About Bayesian Optimization


Bayesian optimization is a global optimization strategy for black-box and expensive-to-evaluate functions. Generic Bayesian optimization follows these steps:

  1. Build a surrogate function \(\hat{f}\) with historical inputs \(\mathbf{X}\) and their observations \(\mathbf{y}\), which is defined with mean and variance functions.

\[\hat{f}(\mathbf{x} \mid \mathbf{X}, \mathbf{y}) = \mathcal{N}(\mu(\mathbf{x} \mid \mathbf{X}, \mathbf{y}), \sigma^2(\mathbf{x} \mid \mathbf{X}, \mathbf{y}))\]
  1. Compute and maximize an acquisition function \(a\), defined by the outputs of surrogate function, i.e., \(\mu(\mathbf{x} \mid \mathbf{X}, \mathbf{y})\) and \(\sigma^2(\mathbf{x} \mid \mathbf{X}, \mathbf{y})\).

\[\mathbf{x}^{*} = {\arg \max} \ a(\mathbf{x} \mid \mu(\mathbf{x} \mid \mathbf{X}, \mathbf{y}), \sigma^2(\mathbf{x} \mid \mathbf{X}, \mathbf{y}))\]
  1. Observe the maximizer of acquisition function from a true objective function \(f\) where a random observation noise \(\epsilon\) exists.

\[y = f(\mathbf{x}^{*}) + \epsilon\]
  1. Update historical inputs \(\mathbf{X}\) and their observations \(\mathbf{y}\) accumulating the maximizer \(\mathbf{x}^{*}\) and its observation \(y\).

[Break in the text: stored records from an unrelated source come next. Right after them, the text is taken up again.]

//! Concurrent fan-out over source adapters.
//!
//! Adapters fetch in parallel under a concurrency bound. A slow or failing
//! adapter never blocks the others: its error is downgraded to a
//! stage-local [`SourceFailure`] and the run continues with what the rest
//! returned.

use chrono::NaiveDate;
use futures::stream::{self, StreamExt};
use std::sync::Arc;
use std::time::Duration;
use tracing::{info, instrument, warn};

use crate::sources::SourceAdapter;
use paperwatch_common::{PaperRecord, SourceId};

/// Transient-failure retries per adapter before the source is skipped.
const FETCH_RETRIES: u32 = 2;

/// Exponential backoff: 2^attempt seconds (2s, 4s, ...).
const fn backoff_duration(attempt: u32) -> Duration {
    Duration::from_secs(2u64.pow(attempt))
}

#[derive(Debug, Clone)]
pub struct SourceFailure {
    pub source: SourceId,
    pub message: String,
}

#[derive(Debug, Default)]
pub struct FetchOutcome {
    pub records: Vec<PaperRecord>,
    pub failures: Vec<SourceFailure>,
}

/// Fetch from every adapter, at most `concurrency` in flight at once.
#[instrument(skip(adapters, keywords), fields(n_sources = adapters.len()))]
pub async fn fetch_all(
    adapters: &[Arc<dyn SourceAdapter>],
    keywords: &[String],
    since: NaiveDate,
    max_results: usize,
    concurrency: usize,
) -> FetchOutcome {
    let results = stream::iter(adapters.iter().cloned())
        .map(|adapter| {
            let keywords = keywords.to_vec();
            async move {
                let source = adapter.id();
                let result = fetch_with_retry(adapter.as_ref(), &keywords, since, max_results).await;
                (source, result)
            }
        })
        .buffer_unordered(concurrency.max(1))
        .collect::<Vec<_>>()
        .await;

    let mut outcome = FetchOutcome::default();
    for (source, result) in results {
        match result {
            Ok(records) => {
                info!(source = source.as_str(), n = records.len(), "Papers retrieved");
                outcome.records.extend(records);
            }
            Err(e) => {
                warn!(source = source.as_str(), error = %e, "Source skipped after retries");
                outcome.failures.push(SourceFailure {
                    source,
                    message: e.to_string(),
                });
            }
        }
    }
    outcome
}

async fn fetch_with_retry(
    adapter: &dyn SourceAdapter,
    keywords: &[String],
    since: NaiveDate,
    max_results: usize,
) -> anyhow::Result<Vec<PaperRecord>> {
    let mut attempt = 0u32;
    loop {
        match adapter.fetch(keywords, since, max_results).await {
            Ok(records) => return Ok(records),
            Err(e) if attempt < FETCH_RETRIES => {
                attempt += 1;
                warn!(
                    source = adapter.id().as_str(),
                    attempt,
                    error = %e,
                    "Fetch failed, retrying"
                );
                tokio::time::sleep(backoff_duration(attempt)).await;
            }
            Err(e) => return Err(e),
        }
    }
}

#[cfg(test)]
mod tests {
    use super::*;
    use async_trait::async_trait;
    use std::sync::atomic::{AtomicU32, Ordering};

    struct FakeAdapter {
        source: SourceId,
        fail_first: u32,
        calls: AtomicU32,
        records: Vec<PaperRecord>,
    }

    impl FakeAdapter {
        fn new(source: SourceId, fail_first: u32, n_records: usize) -> Self {
            let records = (0..n_records)
                .map(|i| PaperRecord {
                    doi: Some(format!("10.1/{}{i}", source.as_str())),
                    title: format!("paper {i}"),
                    abstract_text: String::new(),
                    authors: vec!["A B".to_string()],
                    journal: "Nature".to_string(),
                    published: None,
                    source,
                    url: String::new(),
                })
                .collect();
            Self { source, fail_first, calls: AtomicU32::new(0), records }
        }
    }

    #[async_trait]
    impl SourceAdapter for FakeAdapter {
        fn id(&self) -> SourceId {
            self.source
        }

        async fn fetch(
            &self,
            _keywords: &[String],
            _since: NaiveDate,
            _max_results: usize,
        ) -> anyhow::Result<Vec<PaperRecord>> {
            let call = self.calls.fetch_add(1, Ordering::SeqCst);
            if call < self.fail_first {
                anyhow::bail!("simulated transient failure");
            }
            Ok(self.records.clone())
        }
    }

    #[tokio::test(start_paused = true)]
    async fn failing_source_does_not_block_others() {
        let adapters: Vec<Arc<dyn SourceAdapter>> = vec![
            Arc::new(FakeAdapter::new(SourceId::PubMed, 0, 2)),
            Arc::new(FakeAdapter::new(SourceId::Arxiv, u32::MAX, 0)),
        ];
        let since = NaiveDate::from_ymd_opt(2024, 1, 1).unwrap();
        let outcome = fetch_all(&adapters, &["x".to_string()], since, 10, 4).await;
        assert_eq!(outcome.records.len(), 2);
        assert_eq!(outcome.failures.len(), 1);
        assert_eq!(outcome.failures[0].source, SourceId::Arxiv);
    }

    #[tokio::test(start_paused = true)]
    async fn transient_failure_is_retried() {
        let adapter = Arc::new(FakeAdapter::new(SourceId::PubMed, 1, 1));
        let adapters: Vec<Arc<dyn SourceAdapter>> = vec![adapter.clone()];
        let since = NaiveDate::from_ymd_opt(2024, 1, 1).unwrap();
        let outcome = fetch_all(&adapters, &["x".to_string()], since, 10, 1).await;
        assert_eq!(outcome.records.len(), 1);
        assert!(outcome.failures.is_empty());
        assert_eq!(adapter.calls.load(Ordering::SeqCst), 2);
    }
}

This project helps us to execute this Bayesian optimization procedure. In particular, several surrogate functions such as Gaussian process regression and Student-\(t\) process regression and various acquisition functions such as probability of improvement, expected improvement, and Gaussian process upper confidence bound are included in this project.